UNITED STATES of America, Plaintiff-Appellee, v. Charles Ray SANDS, Defendant-Appellant.

No. 20-1652

Decided: July 16, 2021

Before: GRIFFIN, LARSEN, and NALBANDIAN, Circuit Judges. ON BRIEF: Matthew S. Kolodziejski, LAW OFFICE OF MATTHEW S. KOLODZIEJSKI, PLLC, Troy, Michigan, for Appellant. Sean M. Lewis, UNITED STATES ATTORNEY'S OFFICE, Grand Rapids, Michigan, for Appellee.


In his first appeal, defendant Charles Ray Sands challenged the district court's application of a four-level sentencing enhancement for possessing a firearm that had an “altered or obliterated serial number.” See U.S.S.G. § 2K2.1(b)(4)(B). We clarified the law on that enhancement and remanded the case. At resentencing, the district court applied the enhancement again, and Sands appeals that application. Because the district court—the second time around—applied the correct legal framework, and because we see no clear error with the district court's factual finding that the gun had an altered serial number, we affirm the district court's judgment.
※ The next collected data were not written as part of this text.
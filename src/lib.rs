//! Spotify Web API client using the [OAuth 2.0 Authorization Code flow with
//! PKCE][pkce-flow].
//!
//! This crate implements the client half of the [RFC 7636][rfc7636] handshake
//! against the Spotify accounts service, then uses the resulting bearer token
//! to call the [Spotify Web API][web-api]:
//!
//! 1. generate a high-entropy code verifier and derive its code challenge,
//! 2. build the authorization redirect URL and persist the verifier across
//!    the navigation boundary,
//! 3. exchange the authorization code (plus the stored verifier) for an
//!    access token,
//! 4. fetch the authenticated user's profile and track search results.
//!
//! # Modules
//!
//! - [`api`] — Authenticated resource calls (profile, track search) and
//!   pure view-model mapping.
//! - [`config`] — Client configuration (client id, redirect URI, scope).
//! - [`endpoints`] — Authorization and token endpoint requests.
//! - [`error`] — Error taxonomy for every step of the flow.
//! - [`flow`] — The authorization flow state machine.
//! - [`pkce`] — Code verifier and code challenge types ([RFC 7636][rfc7636]).
//! - [`store`] — Verifier persistence across the redirect boundary.
//! - [`transport`] — HTTP transport layer and client abstraction.
//! - [`util`] — URI query string utilities.
//!
//! Core protocol types ([`AccessToken`], [`ClientId`], [`Code`], [`Scope`],
//! etc.) are re-exported at the crate root.
//!
//! [pkce-flow]: https://developer.spotify.com/documentation/web-api/tutorials/code-pkce-flow
//! [rfc7636]: https://datatracker.ietf.org/doc/html/rfc7636
//! [web-api]: https://developer.spotify.com/documentation/web-api
#[cfg(feature = "reqwest")]
pub use reqwest;

pub use http;

pub mod api;
pub mod config;
pub mod endpoints;
pub mod error;
pub mod flow;
pub mod pkce;
pub mod store;
pub mod transport;
mod types;
pub mod util;

pub use types::*;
Sands pleaded guilty to being a felon in possession of a firearm. United States v. Sands, 948 F.3d 709, 711 (6th Cir. 2020) (Sands I). The initial presentence investigation report (“PSR”) recommended that the district court apply U.S.S.G. § 2K2.1(b)(4)(B)’s four-level enhancement because “the firearm possessed by Mr. Sands had an altered or obliterated serial number.” Id. at 711–12 (citation omitted). Sands objected to the applicability of that sentence enhancement. Id. at 712. The final PSR responded that “[b]ased on a review of photographs of the firearm, the serial number in one of the locations appear[ed] to be totally obliterated and illegible,” but “[t]he serial number in the other two locations [wa]s significantly defaced, but admittedly still readable; albeit barely.” Id. (citation omitted).
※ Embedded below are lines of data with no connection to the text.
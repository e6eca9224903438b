use crate::{error::AuthError, transport::HttpClient};

impl HttpClient for reqwest::Client {
	async fn send(
		&self,
		request: http::Request<Vec<u8>>,
	) -> Result<http::Response<Vec<u8>>, AuthError> {
		log::debug!("HTTP request to: {}", request.uri());
		log::trace!("HTTP request: {request:?}");

		let response = self
			.execute(request.try_into().map_err(AuthError::network)?)
			.await
			.map_err(AuthError::network)?;

		let mut builder = http::Response::builder().status(response.status());

		#[cfg(not(target_arch = "wasm32"))]
		{
			builder = builder.version(response.version());
		}

		for (name, value) in response.headers().iter() {
			builder = builder.header(name, value);
		}

		let response = builder
			.body(
				response
					.bytes()
					.await
					.map_err(AuthError::network)?
					.to_vec(),
			)
			.map_err(AuthError::network)?;

		log::trace!("HTTP response: {response:?}");

		Ok(response)
	}
}
//! Client configuration.
use iref::{Uri, UriBuf, uri};

use crate::{ClientIdBuf, ScopeBuf};

/// Default callback address, matching the registered redirect URI of the
/// application.
pub const DEFAULT_REDIRECT_URI: &Uri = uri!("http://localhost:3000/callback");

/// Scopes required for the profile page: private profile fields and email.
pub const DEFAULT_SCOPE: &str = "user-read-private user-read-email";

/// Default generated code verifier length, the maximum RFC 7636 allows.
pub const DEFAULT_VERIFIER_LENGTH: usize = 128;

/// Configuration of the authorization flow.
#[derive(Debug, Clone, PartialEq, Eq)]
pub struct Config {
	/// Client identifier issued by the Spotify developer dashboard.
	pub client_id: ClientIdBuf,

	/// Redirect URI the callback is delivered to. Must exactly match one of
	/// the redirect URIs registered for the application.
	pub redirect_uri: UriBuf,

	/// Scopes requested with the authorization request.
	pub scope: ScopeBuf,

	/// Length of generated code verifiers, in the range 43 to 128.
	pub verifier_length: usize,
}

impl Config {
	/// Creates a configuration with the default redirect URI, scope and
	/// verifier length.
	pub fn new(client_id: ClientIdBuf) -> Self {
		Self {
			client_id,
			redirect_uri: DEFAULT_REDIRECT_URI.to_owned(),
			scope: crate::scope!("user-read-private user-read-email").to_owned(),
			verifier_length: DEFAULT_VERIFIER_LENGTH,
		}
	}

	/// Reads the configuration from the environment.
	///
	/// `SPOTIFY_CLIENT_ID` is required; `SPOTIFY_REDIRECT_URI` and
	/// `SPOTIFY_SCOPE` override the defaults when set.
	pub fn from_env() -> Result<Self, ConfigError> {
		let client_id =
			std::env::var("SPOTIFY_CLIENT_ID").map_err(|_| ConfigError::MissingClientId)?;
		let client_id = ClientIdBuf::new(client_id).map_err(|_| ConfigError::InvalidClientId)?;

		let mut config = Self::new(client_id);

		if let Ok(value) = std::env::var("SPOTIFY_REDIRECT_URI") {
			config.redirect_uri = UriBuf::new(value.clone().into_bytes())
				.map_err(|_| ConfigError::InvalidRedirectUri(value))?;
		}

		if let Ok(value) = std::env::var("SPOTIFY_SCOPE") {
			config.scope =
				ScopeBuf::new(value.clone()).map_err(|_| ConfigError::InvalidScope(value))?;
		}

		Ok(config)
	}
}

/// Errors reading the configuration from the environment.
#[derive(Debug, thiserror::Error)]
pub enum ConfigError {
	#[error("SPOTIFY_CLIENT_ID is not set")]
	MissingClientId,

	#[error("SPOTIFY_CLIENT_ID is not a well-formed client identifier")]
	InvalidClientId,

	#[error("SPOTIFY_REDIRECT_URI is not a valid URI: {0}")]
	InvalidRedirectUri(String),

	#[error("SPOTIFY_SCOPE is not a well-formed scope: {0}")]
	InvalidScope(String),
}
At the sentencing hearing, “the district court did not examine the weapon itself.” Id. Instead, it examined photographs that magnified the size of the gun. “The district court recognized that there was no binding [within-circuit] authority ․ on” what constituted an altered or obliterated serial number on a firearm. Id. Relying on out-of-circuit authority that the district court found persuasive, it made the following ruling:

[The firearm's serial number] is clearly made less legible and is clearly altered for the purpose of trying to mask the identity of this weapon. The defendant's argument is that the numbers, albeit harder to read, are still readable. And to a certain extent with the exception of the left to right, the first six and the second six, in the Court's judgment, are much more difficult to read, at least on the photograph that I have in front of me right now, than if the weapon was clean, if you will, and not defaced. I think it meets the standard. The government has met their burden. Accordingly, the defendant's objection in this regard is overruled.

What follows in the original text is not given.